All smiles: Many tobacco growers are in debt

The first tobacco to go on sale at the start of Zimbabwe’s annual auctions on Wednesday sold at a lower price than last year, as sales finally opened after delays due to COVID-19 restrictions.

The first bale sold was at US$4 a kg, which is lower than the opening price of US$4.50 per kg in 2019 and US$4.90 in 2018. Contract sales open on Thursday.

“It has not been possible to have a normal start to marketing season  in view of the unprecedented COVID-19. It is evident that the tobacco sales cannot be done in the usual manner during this era of COVID-19,” Pat Devenish, chairman of the Tobacco Industry and Marketing Board (TIMB), said at the floors.

Output is expected to fall this year to 230 million kg from the record 259 million kg grown in 2018, officials say. Planting was 117,000 hectares this season, down from 133,000 in the 2017-2018 season. Prospects of a lower crop had already showed last year after seed sales fell 20%.

“For this marketing season, the number of registered growers is 148,084 compared to 178,721 the prior year, with more than 7,609 growers having registered for the first time,” Davenish said.

Despite the record crop last year, average prices were 30% lower than in 2018.

Tobacco is Zimbabwe’s second largest foreign currency earner, and the government, desperate for dollars to shore up the economy, has been eager to allow auctions to start despite the coronavirus lockdown. Tobacco exports in 2019 were worth US$746 million, according to central bank data.

At Tobacco Sales Floors in Harare, the country’s main auction site, the crowds of growers and buyers that usually attend opening day were absent, as the industry enforced new measures to decongest trading to avoid the spread of COVID-19.

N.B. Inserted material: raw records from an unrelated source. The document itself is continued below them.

#[cfg(feature = "sensor-bme280")]
mod bme280_pressure;
mod mcp3008;

use thiserror_no_std::Error;

#[cfg(feature = "sensor-bme280")]
pub use bme280_pressure::Bme280Pressure;
pub use mcp3008::{CHANNELS as MCP3008_CHANNELS, Mcp3008};

#[derive(Error, Debug, Clone, Copy, PartialEq, Eq)]
pub enum SensorError {
    #[error("{sensor}: failed to {operation} ({details})")]
    ReadFailed {
        sensor: &'static str,
        operation: &'static str,
        details: &'static str,
    },
    #[error("{sensor}: initialization failed ({details})")]
    InitializationFailed {
        sensor: &'static str,
        details: &'static str,
    },
    #[error("{sensor}: channel {channel} does not exist")]
    InvalidChannel { sensor: &'static str, channel: u8 },
}

/// One set of station readings in physical units.
#[derive(Debug, Clone, Copy, PartialEq)]
pub struct SensorReading {
    pub temperature_celsius: f32,
    pub humidity_percent: f32,
    /// Pressure exactly as the environmental sensor reports it
    pub pressure: f32,
}

/// Trait for sensors that produce typed readings.
pub trait Sensor {
    /// The type of readings this sensor produces.
    type Readings;

    /// Read the sensor and return typed readings.
    fn read(&mut self) -> impl Future<Output = Result<Self::Readings, SensorError>>;
}

/// A multi-channel ADC returning raw conversion codes.
pub trait AnalogInput {
    fn read_channel(&mut self, channel: u8) -> impl Future<Output = Result<u16, SensorError>>;
}

/// A sensor that reports barometric pressure.
pub trait PressureSensor {
    fn read_pressure(&mut self) -> impl Future<Output = Result<f32, SensorError>>;
}

/// Linear conversion from ADC codes to temperature and relative humidity.
#[derive(Debug, Clone, Copy, PartialEq)]
pub struct AnalogConversion {
    pub vref: f32,
    pub resolution_bits: u8,
    pub temperature_offset: f32,
    pub temperature_scale: f32,
}

impl Default for AnalogConversion {
    fn default() -> Self {
        Self {
            vref: 3.3,
            resolution_bits: 10,
            temperature_offset: 0.5,
            temperature_scale: 100.0,
        }
    }
}

impl AnalogConversion {
    pub fn volts(&self, raw: u16) -> f32 {
        raw as f32 * self.vref / (1u32 << self.resolution_bits) as f32
    }

    /// `(V - offset) * scale`, the transfer function of a TMP36-style probe.
    pub fn temperature_celsius(&self, raw: u16) -> f32 {
        (self.volts(raw) - self.temperature_offset) * self.temperature_scale
    }

    /// Relative humidity as a direct percentage of the reference voltage.
    pub fn humidity_percent(&self, raw: u16) -> f32 {
        self.volts(raw) * 100.0
    }
}

/// Channel assignment for the analog probes.
#[derive(Debug, Clone, Copy, PartialEq, Eq)]
pub struct AnalogChannels {
    pub temperature: u8,
    pub humidity: u8,
}

impl Default for AnalogChannels {
    fn default() -> Self {
        Self {
            temperature: 1,
            humidity: 0,
        }
    }
}

/// Reads the analog probes and the pressure sensor into one [`SensorReading`].
///
/// Every call goes to the hardware; nothing is cached between reads.
pub struct StationSensors<A, P> {
    adc: A,
    pressure: P,
    conversion: AnalogConversion,
    channels: AnalogChannels,
}

impl<A: AnalogInput, P: PressureSensor> StationSensors<A, P> {
    pub fn new(
        adc: A,
        pressure: P,
        conversion: AnalogConversion,
        channels: AnalogChannels,
    ) -> Self {
        Self {
            adc,
            pressure,
            conversion,
            channels,
        }
    }
}

impl<A: AnalogInput, P: PressureSensor> Sensor for StationSensors<A, P> {
    type Readings = SensorReading;

    async fn read(&mut self) -> Result<SensorReading, SensorError> {
        let temperature_raw = self.adc.read_channel(self.channels.temperature).await?;
        let humidity_raw = self.adc.read_channel(self.channels.humidity).await?;
        let pressure = self.pressure.read_pressure().await?;

        Ok(SensorReading {
            temperature_celsius: self.conversion.temperature_celsius(temperature_raw),
            humidity_percent: self.conversion.humidity_percent(humidity_raw),
            pressure,
        })
    }
}

#[cfg(test)]
mod tests {
    use super::*;
    use embassy_futures::block_on;
    use std::vec::Vec;

    fn close(a: f32, b: f32) -> bool {
        (a - b).abs() < 1e-3
    }

    #[test]
    fn reference_conversion() {
        let conversion = AnalogConversion::default();

        // 233 counts is ~0.751 V, just over 25 °C on a TMP36
        let celsius = conversion.temperature_celsius(233);
        assert!(close(celsius, (233.0 * 3.3 / 1024.0 - 0.5) * 100.0));
        assert!((celsius - 25.0).abs() < 0.5, "{}", celsius);

        assert!(close(conversion.humidity_percent(0), 0.0));
        assert!(close(conversion.humidity_percent(512), 165.0));
        assert!(close(conversion.temperature_celsius(0), -50.0));
    }

    struct FakeAdc {
        codes: [u16; 8],
        reads: Vec<u8>,
    }

    impl AnalogInput for FakeAdc {
        async fn read_channel(&mut self, channel: u8) -> Result<u16, SensorError> {
            self.reads.push(channel);
            Ok(self.codes[channel as usize])
        }
    }

    struct FakePressure(Result<f32, SensorError>);

    impl PressureSensor for FakePressure {
        async fn read_pressure(&mut self) -> Result<f32, SensorError> {
            self.0
        }
    }

    #[test]
    fn station_sensors_read_each_source_fresh() {
        let mut codes = [0u16; 8];
        codes[0] = 310;
        codes[1] = 233;
        let adc = FakeAdc {
            codes,
            reads: Vec::new(),
        };
        let mut sensors = StationSensors::new(
            adc,
            FakePressure(Ok(101_325.0)),
            AnalogConversion::default(),
            AnalogChannels::default(),
        );

        let first = block_on(sensors.read()).unwrap();
        let second = block_on(sensors.read()).unwrap();

        assert_eq!(first, second);
        assert_eq!(sensors.adc.reads, [1, 0, 1, 0]);
        assert!(close(first.temperature_celsius, (233.0 * 3.3 / 1024.0 - 0.5) * 100.0));
        assert!(close(first.humidity_percent, 310.0 * 3.3 / 1024.0 * 100.0));
        assert_eq!(first.pressure, 101_325.0);
    }

    #[test]
    fn pressure_failure_propagates() {
        let failure = SensorError::ReadFailed {
            sensor: "BME280",
            operation: "measure",
            details: "I2C communication error",
        };
        let mut sensors = StationSensors::new(
            FakeAdc {
                codes: [0; 8],
                reads: Vec::new(),
            },
            FakePressure(Err(failure)),
            AnalogConversion::default(),
            AnalogChannels::default(),
        );

        assert_eq!(block_on(sensors.read()), Err(failure));
    }
}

Under those measures, the TIMB is limiting the number of growers and buyers at the floors and has decentralised auctions to different sites across the country. Vendors and banks are also barred from the floors this year. Temperature checks, isolation facilities and nurses are also mandatory at contract sales floors.

Forecast

Despite the worst drought in 40 years, and rising inflation that has pushed up the costs of inputs, Agriculture Minister Perrance Shiri says Government still sees a 5% recovery in farm output, driven mostly by agriculture.

He, however, said farmers needed to invest more in cleaner methods of curing tobacco.

“We need to continue to put more effort in reducing the carbon footprint of tobacco on the environment by curing tobacco using renewable sources of energy and improved curing technologies,” Shiri told growers at the floors.

Globally, large buyers are shunning leaf cured by coal. Earlier on Tuesday, Cabinet announced that its programme to plant 202 330 trees under the Tobacco Wood Energy programme was 80% complete.